🛠️ Practice & Skills Workbook — the "know-how" you can't just memorise
SECJ4423 / SCSE3143 — Real-Time Software Engineering
The notes cover know-that (theory). This file covers know-how — the procedures you must be able to execute under time pressure: calculations, timelines, tracing, and code. Each skill has: ① the method (steps) → ② a worked example with real exam numbers → ③ common mistakes → ④ drills to redo yourself.
These are where the marks hide in Part B (≈40%) and Q3/Q1 of Part A. Do them with pen & paper, repeatedly, until the steps are automatic.

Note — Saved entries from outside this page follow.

impl SessionDispatch {
    async fn run(self, mut requests: RequestQueue) {
        let serve = async {
            let mut next_id = 0u64;
            while let Some(request) = requests.recv().await {
                let request_id = next_id;
                next_id += 1;
                let accepted = self.request(request_id, &request).await;
                // Replies go out in request order: the next request is not
                // taken before this one is answered.
                request.reply(accepted).await;
            }
        };
        tokio::select! {
            () = serve => {}
            () = self.force.closed() => debug!(
                connection_id = %self.connection_id,
                channel_id = self.channel_id,
                "Session channel force-closed"
            ),
        }
        self.finish().await;
    }

    async fn finish(self) {
        self.registry.unregister(&self.key);
        self.channel.mark_closed();
        self.handler.on_close().await;
        debug!(
            connection_id = %self.connection_id,
            channel_id = self.channel_id,
            "Session channel closed"
        );
    }

    async fn request(&self, request_id: u64, request: &InboundRequest) -> bool {
        let Some(kind) = RequestType::parse(&request.request_type) else {
            return self.unsupported(request_id, request).await;
        };
        debug!(
            connection_id = %self.connection_id,
            channel_id = self.channel_id,
            request_id,
            request_type = %kind,
            "Channel request from client"
        );

        let handler = &self.handler;
        let result = match kind {
            RequestType::Env => {
                let Some(env) = self.decode::<EnvRequest>(request_id, request).await else {
                    return false;
                };
                handler.on_env_request(request_id, &env.name, &env.value).await
            }
            RequestType::Pty => {
                let Some(pty) = self.decode::<PtyRequest>(request_id, request).await else {
                    return false;
                };
                handler.on_pty_request(request_id, &pty).await
            }
            RequestType::Shell => handler.on_shell(request_id).await,
            RequestType::Exec => {
                let Some(exec) = self.decode::<ExecRequest>(request_id, request).await else {
                    return false;
                };
                handler.on_exec_request(request_id, &exec.exec).await
            }
            RequestType::Subsystem => {
                let Some(subsystem) = self.decode::<SubsystemRequest>(request_id, request).await
                else {
                    return false;
                };
                handler.on_subsystem(request_id, &subsystem.subsystem).await
            }
            RequestType::WindowChange => {
                let Some(change) = self.decode::<WindowChange>(request_id, request).await else {
                    return false;
                };
                handler.on_window(request_id, &change).await
            }
            RequestType::Signal => {
                let Some(signal) = self.decode::<SignalRequest>(request_id, request).await else {
                    return false;
                };
                handler.on_signal(request_id, &signal.signal).await
            }
            RequestType::X11 => {
                let Some(x11) = self.decode::<X11Request>(request_id, request).await else {
                    return false;
                };
                handler
                    .on_x11_request(request_id, &x11, self.forwarder.clone())
                    .await
            }
            // Only ever sent by the server.
            RequestType::ExitStatus | RequestType::ExitSignal => {
                return self.unsupported(request_id, request).await;
            }
        };
        verdict(
            &self.connection_id,
            Some(self.channel_id),
            request_id,
            kind.as_str(),
            result,
        )
    }

    async fn unsupported(&self, request_id: u64, request: &InboundRequest) -> bool {
        debug!(
            connection_id = %self.connection_id,
            channel_id = self.channel_id,
            request_id,
            request_type = %request.request_type,
            "Unsupported channel request"
        );
        self.handler
            .on_unsupported_channel_request(request_id, &request.request_type, &request.payload)
            .await;
        false
    }

    async fn decode<P: Payload>(&self, request_id: u64, request: &InboundRequest) -> Option<P> {
        match P::decode(&request.payload) {
            Ok(payload) => Some(payload),
            Err(e) => {
                debug!(
                    connection_id = %self.connection_id,
                    channel_id = self.channel_id,
                    request_id,
                    request_type = %request.request_type,
                    error = %e,
                    "Failed to decode channel request payload"
                );
                self.handler
                    .on_failed_decode_channel_request(
                        request_id,
                        &request.request_type,
                        &request.payload,
                        &e,
                    )
                    .await;
                None
            }
        }
    }
}
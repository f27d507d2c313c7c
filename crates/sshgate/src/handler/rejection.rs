//! Channel rejections.

use sshgate_wire::RejectionReason;
use thiserror::Error;

/// A backend's refusal to open a channel.
#[derive(Debug, Clone, PartialEq, Eq, Error)]
#[error("{message} ({reason})")]
pub struct ChannelRejection {
    reason: RejectionReason,
    message: String,
}

impl ChannelRejection {
    /// Reject with a reason code and a message for the client.
    pub fn new(reason: RejectionReason, message: impl Into<String>) -> Self {
        Self {
            reason,
            message: message.into(),
        }
    }

    /// `SSH_OPEN_ADMINISTRATIVELY_PROHIBITED`.
    pub fn prohibited(message: impl Into<String>) -> Self {
        Self::new(RejectionReason::AdministrativelyProhibited, message)
    }

    /// `SSH_OPEN_CONNECT_FAILED`.
    pub fn connect_failed(message: impl Into<String>) -> Self {
        Self::new(RejectionReason::ConnectFailed, message)
    }

    /// `SSH_OPEN_UNKNOWN_CHANNEL_TYPE`.
    pub fn unknown_channel_type(message: impl Into<String>) -> Self {
        Self::new(RejectionReason::UnknownChannelType, message)
    }

    /// `SSH_OPEN_RESOURCE_SHORTAGE`.
    pub fn resource_shortage(message: impl Into<String>) -> Self {
        Self::new(RejectionReason::ResourceShortage, message)
    }

    /// The reason code.
    #[must_use]
    pub const fn reason(&self) -> RejectionReason {
        self.reason
    }

    /// The message for the client.
    #[must_use]
    pub fn message(&self) -> &str {
        &self.message
    }
}
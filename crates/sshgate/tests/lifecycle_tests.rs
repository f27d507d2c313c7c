//! Server startup and shutdown.

mod common;

use std::sync::Arc;
use std::time::{Duration, Instant};

use common::{Behaviour, TestBackend};
use sshgate::prelude::*;

#[tokio::test]
async fn stop_before_any_connection() {
    let backend = TestBackend::new(Behaviour::default());
    let running = common::start(common::config(), backend.clone()).await;
    assert_eq!(running.lifecycle.state(), LifecycleState::Running);

    running.server.stop().await;

    assert!(running.task.await.unwrap().is_ok());
    assert_eq!(running.lifecycle.state(), LifecycleState::Stopped);
    assert_eq!(backend.events.count("server shutdown"), 1);
}

#[tokio::test]
async fn second_run_is_refused_while_running() {
    let backend = TestBackend::new(Behaviour::default());
    let running = common::start(common::config(), backend).await;

    let err = running.server.run().await.unwrap_err();
    assert!(matches!(err, ServerError::AlreadyRunning));

    running.lifecycle.stop(Duration::from_secs(1)).await;
}

#[tokio::test]
async fn ready_failure_aborts_startup() {
    let backend = TestBackend::new(Behaviour {
        ready_error: Some("database unreachable".into()),
        ..Behaviour::default()
    });
    let server = Server::new(common::config(), backend).unwrap();
    let lifecycle = server.lifecycle();

    let err = server.run().await.unwrap_err();

    let ServerError::Ready(cause) = &err else {
        panic!("expected a readiness error, got {err}");
    };
    assert_eq!(cause.to_string(), "database unreachable");
    assert_eq!(lifecycle.state(), LifecycleState::Stopped);
    assert_eq!(lifecycle.wait_running().await, None);
}

#[tokio::test]
async fn bind_failure_when_address_in_use() {
    let first = common::start(common::config(), TestBackend::new(Behaviour::default())).await;

    let config = common::config().listen(first.addr.to_string());
    let server = Server::new(config, TestBackend::new(Behaviour::default())).unwrap();
    let err = server.run().await.unwrap_err();
    assert!(err.is_bind());

    first.lifecycle.stop(Duration::from_secs(1)).await;
}

#[tokio::test]
async fn shutdown_is_bounded_by_grace_period() {
    let backend = TestBackend::new(Behaviour {
        session_shutdown_delay: Duration::from_secs(10),
        ..Behaviour::default()
    });
    let running = common::start(common::config(), backend.clone()).await;
    let handle = common::login(running.addr).await;
    let _channel = handle.channel_open_session().await.unwrap();

    let started = Instant::now();
    running.lifecycle.stop(Duration::from_secs(2)).await;
    let elapsed = started.elapsed();

    assert!(elapsed >= Duration::from_secs(2), "stopped after {elapsed:?}");
    assert!(elapsed < Duration::from_secs(5), "stopped after {elapsed:?}");
    assert_eq!(backend.events.count("session shutdown"), 1);
    assert_eq!(backend.events.count("ssh shutdown"), 1);
    assert_eq!(backend.events.count("close"), 1);
    assert_eq!(backend.events.count("disconnect"), 1);
    assert_eq!(backend.events.count("server shutdown"), 1);
}

#[tokio::test]
async fn stuck_request_hook_does_not_hold_up_stop() {
    let backend = TestBackend::new(Behaviour::default());
    let running = common::start(common::config(), backend.clone()).await;
    let handle = common::login(running.addr).await;
    let channel = handle.channel_open_session().await.unwrap();
    channel.exec(true, common::HANG).await.unwrap();
    backend.events.wait_for("exec hang").await;

    let started = Instant::now();
    running.lifecycle.stop(Duration::from_secs(1)).await;
    let elapsed = started.elapsed();

    assert!(elapsed < Duration::from_secs(5), "stopped after {elapsed:?}");
    assert_eq!(backend.events.count("close"), 1);
    assert_eq!(backend.events.count("disconnect"), 1);
    assert_eq!(backend.events.count("server shutdown"), 1);
}

#[tokio::test]
async fn refused_connection_never_reaches_authentication() {
    struct Refuse;

    #[async_trait::async_trait]
    impl Handler for Refuse {
        async fn on_network_connection(
            &self,
            _metadata: ConnectionMetadata,
        ) -> std::result::Result<(Arc<dyn NetworkConnectionHandler>, ConnectionMetadata), HandlerError>
        {
            Err(HandlerError::new("blocked"))
        }
    }

    let server = Arc::new(Server::new(common::config(), Arc::new(Refuse)).unwrap());
    let lifecycle = server.lifecycle();
    let task = {
        let server = Arc::clone(&server);
        tokio::spawn(async move { server.run().await })
    };
    let addr = lifecycle.wait_running().await.unwrap();

    let connected = russh::client::connect(
        Arc::new(russh::client::Config::default()),
        addr,
        common::Client,
    )
    .await;
    assert!(connected.is_err());
    assert!(server.registry().is_empty());

    lifecycle.stop(Duration::from_secs(1)).await;
    assert!(task.await.unwrap().is_ok());
}
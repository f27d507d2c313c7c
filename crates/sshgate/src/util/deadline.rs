//! Deadline utilities.
//!
//! A [`Deadline`] is handed to every shutdown hook so that a backend can plan
//! its own cleanup against the same instant the engine will enforce.

use std::future::Future;
use std::time::Duration;

use tokio::time::{Instant, Timeout, timeout};

/// Extension trait for adding timeouts to futures.
pub trait TimeoutExt: Sized {
    /// Wrap this future with a timeout.
    fn with_timeout(self, duration: Duration) -> Timeout<Self>;

    /// Wrap this future with a timeout in seconds.
    fn with_timeout_secs(self, secs: u64) -> Timeout<Self> {
        self.with_timeout(Duration::from_secs(secs))
    }
}

impl<F: Future> TimeoutExt for F {
    fn with_timeout(self, duration: Duration) -> Timeout<Self> {
        timeout(duration, self)
    }
}

/// A point in time by which an operation should have finished.
#[derive(Debug, Clone, Copy, PartialEq, Eq)]
pub struct Deadline {
    at: Instant,
}

impl Deadline {
    /// Create a new deadline from now.
    #[must_use]
    pub fn from_now(duration: Duration) -> Self {
        Self {
            at: Instant::now() + duration,
        }
    }

    /// A deadline that has already passed.
    #[must_use]
    pub fn expired() -> Self {
        Self { at: Instant::now() }
    }

    /// The instant this deadline falls on.
    #[must_use]
    pub const fn instant(&self) -> Instant {
        self.at
    }

    /// Check if the deadline has passed.
    #[must_use]
    pub fn is_expired(&self) -> bool {
        Instant::now() >= self.at
    }

    /// Get the remaining time until the deadline.
    #[must_use]
    pub fn remaining(&self) -> Duration {
        self.at.saturating_duration_since(Instant::now())
    }

    /// Sleep until the deadline.
    pub async fn sleep(&self) {
        tokio::time::sleep_until(self.at).await;
    }

    /// Apply this deadline to a future.
    pub fn apply<F: Future>(&self, future: F) -> Timeout<F> {
        tokio::time::timeout_at(self.at, future)
    }
}
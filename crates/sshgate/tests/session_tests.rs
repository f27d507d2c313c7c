//! End-to-end session channel tests against a real SSH client.

mod common;

use std::time::Duration;

use common::{Behaviour, TestBackend};

#[tokio::test]
async fn exec_echo_returns_output_and_exit_status() {
    let backend = TestBackend::new(Behaviour::default());
    let running = common::start(common::config(), backend.clone()).await;

    let handle = common::login(running.addr).await;
    let mut channel = handle.channel_open_session().await.unwrap();
    channel.exec(true, "echo hi").await.unwrap();

    let transcript = common::read_until_close(&mut channel).await;
    assert_eq!(transcript.stdout, b"hi\n");
    assert_eq!(transcript.exit_status, Some(0));
    assert_eq!(transcript.successes, 1);
    assert!(transcript.closed);

    backend.events.wait_for("close").await;
    assert_eq!(backend.events.count("close"), 1);
    assert_eq!(backend.events.count("exec echo hi"), 1);

    running.lifecycle.stop(Duration::from_secs(1)).await;
}

#[tokio::test]
async fn output_written_inside_exec_hook_reaches_client() {
    let backend = TestBackend::new(Behaviour::default());
    let running = common::start(common::config(), backend.clone()).await;

    let handle = common::login(running.addr).await;
    let mut channel = handle.channel_open_session().await.unwrap();
    channel.exec(true, common::FLOOD).await.unwrap();

    let transcript = common::read_until_close(&mut channel).await;
    assert_eq!(transcript.stdout.len(), common::FLOOD_CHUNKS * 1024);
    assert_eq!(transcript.successes, 1);
    assert_eq!(transcript.exit_status, Some(0));

    running.lifecycle.stop(Duration::from_secs(1)).await;
}

#[tokio::test]
async fn x11_open_from_client_is_reported_unsupported() {
    let backend = TestBackend::new(Behaviour::default());
    let running = common::start(common::config(), backend.clone()).await;

    let handle = common::login(running.addr).await;
    let opened = handle.channel_open_x11("127.0.0.1", 6010).await;

    assert!(matches!(opened, Err(russh::Error::ChannelOpenFailure(_))));
    assert_eq!(backend.events.count("unsupported channel x11"), 1);
    // The connection is still usable.
    let _session = handle.channel_open_session().await.unwrap();

    running.lifecycle.stop(Duration::from_secs(1)).await;
}

#[tokio::test]
async fn failing_exec_is_refused() {
    let backend = TestBackend::new(Behaviour::default());
    let running = common::start(common::config(), backend.clone()).await;

    let handle = common::login(running.addr).await;
    let mut channel = handle.channel_open_session().await.unwrap();
    channel.exec(true, "rm -rf /").await.unwrap();

    assert!(!common::reply(&mut channel).await);

    running.lifecycle.stop(Duration::from_secs(1)).await;
}

#[tokio::test]
async fn pty_shell_and_resize_arrive_in_order() {
    let backend = TestBackend::new(Behaviour::default());
    let running = common::start(common::config(), backend.clone()).await;

    let handle = common::login(running.addr).await;
    let mut channel = handle.channel_open_session().await.unwrap();

    channel
        .request_pty(true, "xterm", 80, 24, 0, 0, &[])
        .await
        .unwrap();
    assert!(common::reply(&mut channel).await);
    channel.request_shell(true).await.unwrap();
    assert!(common::reply(&mut channel).await);
    channel.window_change(120, 40, 0, 0).await.unwrap();

    backend.events.wait_for("window").await;
    let requests: Vec<String> = backend
        .events
        .all()
        .into_iter()
        .filter(|e| e.starts_with("pty") || e == "shell" || e.starts_with("window"))
        .collect();
    assert_eq!(requests, ["pty xterm 80x24", "shell", "window 120x40"]);

    running.lifecycle.stop(Duration::from_secs(1)).await;
}

#[tokio::test]
async fn env_request_reaches_backend() {
    let backend = TestBackend::new(Behaviour::default());
    let running = common::start(common::config(), backend.clone()).await;

    let handle = common::login(running.addr).await;
    let mut channel = handle.channel_open_session().await.unwrap();
    channel.set_env(true, "LANG", "C").await.unwrap();

    assert!(common::reply(&mut channel).await);
    assert_eq!(backend.events.count("env LANG=C"), 1);

    running.lifecycle.stop(Duration::from_secs(1)).await;
}

#[tokio::test]
async fn session_rejected_when_backend_is_full() {
    let backend = TestBackend::new(Behaviour {
        max_sessions: 1,
        ..Behaviour::default()
    });
    let running = common::start(common::config(), backend.clone()).await;

    let handle = common::login(running.addr).await;
    let _first = handle.channel_open_session().await.unwrap();
    let second = handle.channel_open_session().await;

    // russh 0.54 sends its own fixed reason, not the backend's
    // `ResourceShortage`.
    assert!(matches!(
        second,
        Err(russh::Error::ChannelOpenFailure(
            russh::ChannelOpenFailure::AdministrativelyProhibited
        ))
    ));
    assert_eq!(backend.events.count("session rejected"), 1);
    assert_eq!(backend.events.count("session 0"), 1);
    assert_eq!(backend.events.count("session 1"), 0);

    running.lifecycle.stop(Duration::from_secs(1)).await;
}

#[tokio::test]
async fn channels_get_sequential_ids() {
    let backend = TestBackend::new(Behaviour::default());
    let running = common::start(common::config(), backend.clone()).await;

    let handle = common::login(running.addr).await;
    let _a = handle.channel_open_session().await.unwrap();
    let _b = handle.channel_open_session().await.unwrap();

    let sessions: Vec<String> = backend
        .events
        .all()
        .into_iter()
        .filter(|e| e.starts_with("session ") && e != "session rejected")
        .collect();
    assert_eq!(sessions, ["session 0", "session 1"]);

    running.lifecycle.stop(Duration::from_secs(1)).await;
}

#[tokio::test]
async fn disconnect_runs_after_every_resource_is_released() {
    let backend = TestBackend::new(Behaviour::default());
    let running = common::start(common::config(), backend.clone()).await;

    let handle = common::login(running.addr).await;
    let _channel = handle.channel_open_session().await.unwrap();
    handle
        .disconnect(russh::Disconnect::ByApplication, "bye", "en")
        .await
        .unwrap();

    backend.events.wait_for("disconnect").await;
    assert_eq!(backend.events.count("disconnect leftover=0"), 1);
    assert_eq!(backend.events.count("close"), 1);

    running.lifecycle.stop(Duration::from_secs(1)).await;
}
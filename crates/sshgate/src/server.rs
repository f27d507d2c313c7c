//! The SSH server.
//!
//! [`Server::run`] binds the listen socket, accepts connections until
//! [`Lifecycle::stop`] is called, then shuts down in this order:
//!
//! 1. Stop accepting.
//! 2. Notify every registered shutdown handler, bounded by the grace period.
//!    Connections still open when the grace period ends are force-closed.
//! 3. Wait for every connection task.
//! 4. Call [`Handler::on_shutdown`].
//!
//! # Example
//!
//! ```no_run
//! use std::sync::Arc;
//! use std::time::Duration;
//!
//! use async_trait::async_trait;
//! use sshgate::prelude::*;
//!
//! struct Refuse;
//!
//! #[async_trait]
//! impl Handler for Refuse {
//!     async fn on_network_connection(
//!         &self,
//!         _metadata: ConnectionMetadata,
//!     ) -> std::result::Result<(Arc<dyn NetworkConnectionHandler>, ConnectionMetadata), HandlerError> {
//!         Err(HandlerError::new("closed for maintenance"))
//!     }
//! }
//!
//! # async fn example() -> sshgate::Result<()> {
//! let server = Server::new(ServerConfig::new().listen("127.0.0.1:2222"), Arc::new(Refuse))?;
//! let lifecycle = server.lifecycle();
//! tokio::spawn(async move { server.run().await });
//!
//! lifecycle.wait_running().await;
//! lifecycle.stop(Duration::from_secs(5)).await;
//! # Ok(())
//! # }
//! ```

mod connection;
mod dispatch;
pub mod lifecycle;
pub(crate) mod queue;
mod socket;
mod transport;

use std::fmt;
use std::sync::Arc;
use std::time::Duration;

use tokio::net::TcpListener;
use tokio::task::JoinSet;
use tracing::{error, info, warn};

pub use lifecycle::{Lifecycle, LifecycleState};

use crate::config::ServerConfig;
use crate::error::{Result, ServerError};
use crate::handler::Handler;
use crate::shutdown::ShutdownRegistry;
use crate::util::Deadline;
use socket::LiveConnections;

/// State shared by the accept loop and every connection task.
pub(crate) struct Shared {
    pub(crate) config: ServerConfig,
    pub(crate) transport: Arc<russh::server::Config>,
    pub(crate) handler: Arc<dyn Handler>,
    pub(crate) registry: Arc<ShutdownRegistry>,
    pub(crate) connections: LiveConnections,
    pub(crate) banner: Option<String>,
}

/// An SSH server driving a backend [`Handler`].
pub struct Server {
    shared: Arc<Shared>,
    lifecycle: Lifecycle,
}

impl fmt::Debug for Server {
    fn fmt(&self, f: &mut fmt::Formatter<'_>) -> fmt::Result {
        f.debug_struct("Server")
            .field("listen", &self.shared.config.listen)
            .field("state", &self.lifecycle.state())
            .finish_non_exhaustive()
    }
}

impl Server {
    /// Create a server.
    ///
    /// # Errors
    ///
    /// Returns an error if the configuration is invalid or a host key cannot
    /// be loaded.
    pub fn new(config: ServerConfig, handler: Arc<dyn Handler>) -> Result<Self> {
        config.validate()?;
        let transport = Arc::new(config.transport()?);
        let banner = (!config.banner.is_empty()).then(|| config.banner.clone());
        Ok(Self {
            shared: Arc::new(Shared {
                config,
                transport,
                handler,
                registry: Arc::new(ShutdownRegistry::new()),
                connections: LiveConnections::default(),
                banner,
            }),
            lifecycle: Lifecycle::new(),
        })
    }

    /// Handle for observing and stopping this server.
    #[must_use]
    pub fn lifecycle(&self) -> Lifecycle {
        self.lifecycle.clone()
    }

    /// The configuration this server was created with.
    #[must_use]
    pub fn config(&self) -> &ServerConfig {
        &self.shared.config
    }

    /// The shutdown registry. Backends may register their own resources.
    #[must_use]
    pub fn registry(&self) -> Arc<ShutdownRegistry> {
        Arc::clone(&self.shared.registry)
    }

    /// Stop the server, giving backends the configured `shutdown_timeout`
    /// to finish. Returns once [`Server::run`] has returned.
    pub async fn stop(&self) {
        self.lifecycle.stop(self.shared.config.shutdown_timeout).await;
    }

    /// Serve until stopped.
    ///
    /// # Errors
    ///
    /// - [`ServerError::AlreadyRunning`] if another `run` is in progress
    /// - [`ServerError::Bind`] if the listen address cannot be bound
    /// - [`ServerError::Ready`] if [`Handler::on_ready`] fails
    pub async fn run(&self) -> Result<()> {
        if !self.lifecycle.begin() {
            return Err(ServerError::AlreadyRunning);
        }
        let result = self.serve().await;
        self.lifecycle.finish();
        result
    }

    async fn serve(&self) -> Result<()> {
        let address = &self.shared.config.listen;
        let listener = TcpListener::bind(address.as_str())
            .await
            .map_err(|e| ServerError::bind(address.clone(), e))?;
        let local_addr = listener.local_addr()?;

        if let Err(e) = self.shared.handler.on_ready().await {
            error!(address = %local_addr, error = %e, "Backend failed to become ready");
            drop(listener);
            return Err(ServerError::Ready(e));
        }
        self.lifecycle.set_running(local_addr);
        info!(address = %local_addr, "SSH server running");

        let mut tasks = JoinSet::new();
        let grace = loop {
            tokio::select! {
                grace = self.lifecycle.stop_requested() => break grace,
                accepted = listener.accept() => match accepted {
                    Ok((socket, remote)) => {
                        tasks.spawn(connection::serve(Arc::clone(&self.shared), socket, remote));
                    }
                    Err(e) => warn!(error = %e, "Failed to accept connection"),
                },
                Some(_) = tasks.join_next(), if !tasks.is_empty() => {}
            }
        };
        drop(listener);

        self.lifecycle.set_stopping();
        self.shutdown(grace, tasks).await;
        Ok(())
    }

    async fn shutdown(&self, grace: Duration, mut tasks: JoinSet<()>) {
        let deadline = Deadline::from_now(grace);
        info!(
            grace_secs = grace.as_secs_f64(),
            connections = self.shared.connections.len(),
            "Shutting down SSH server"
        );

        let notify = async {
            if deadline
                .apply(self.shared.registry.shutdown(&deadline))
                .await
                .is_err()
            {
                warn!("Shutdown handlers did not finish within the grace period");
            }
        };
        let drain = async {
            let drained = deadline
                .apply(async { while tasks.join_next().await.is_some() {} })
                .await;
            if drained.is_err() {
                let closed = self.shared.connections.close_all();
                warn!(connections = closed, "Grace period expired, closing remaining connections");
                while tasks.join_next().await.is_some() {}
            }
        };
        tokio::join!(notify, drain);

        self.shared.handler.on_shutdown(&deadline).await;
        info!("SSH server stopped");
    }
}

📋 Skill inventory (ranked by exam weight)
| # |
Skill |
Where it's tested |
Type |
| S1 |
Assign RM priorities & compute processor utilization vs the bound |
Part B Q2(a) |
Calculation |
| S2 |
Adjust a period to make a set schedulable, re-compute U |
Part B Q2(b)(c) |
Calculation + reasoning |
| S3 |
Response Time Analysis iteration until convergence |
Part B Q2(d) |
Calculation |
| S4 |
Draw a preemptive fixed-priority timeline with semaphore blocking |
Part B Q1(c) |
Timeline |
| S5 |
Spot priority inversion & apply priority inheritance on the timeline |
Part B Q1(d)(e) |
Timeline + reasoning |
| S6 |
EDF ordering: who runs first / who misses |
Part B Q1(f) |
Reasoning |
| S7 |
Count interleavings & trace cobegin outputs |
Part A Q3(c)(i)(ii) |
Tracing |
| S8 |
Insert semaphores to fix a race (write code) |
Part A Q3(c)(iii) |
Code |
| S9 |
Map system components onto the RTOS 4-element structure |
Part A Q4(a) |
Applied mapping |
S1 — Processor Utilization Analysis + RM priority
① Method
- List tasks with T (period) and C (WCET).
- Assign RM priority: smallest T = highest priority. (Rank them.)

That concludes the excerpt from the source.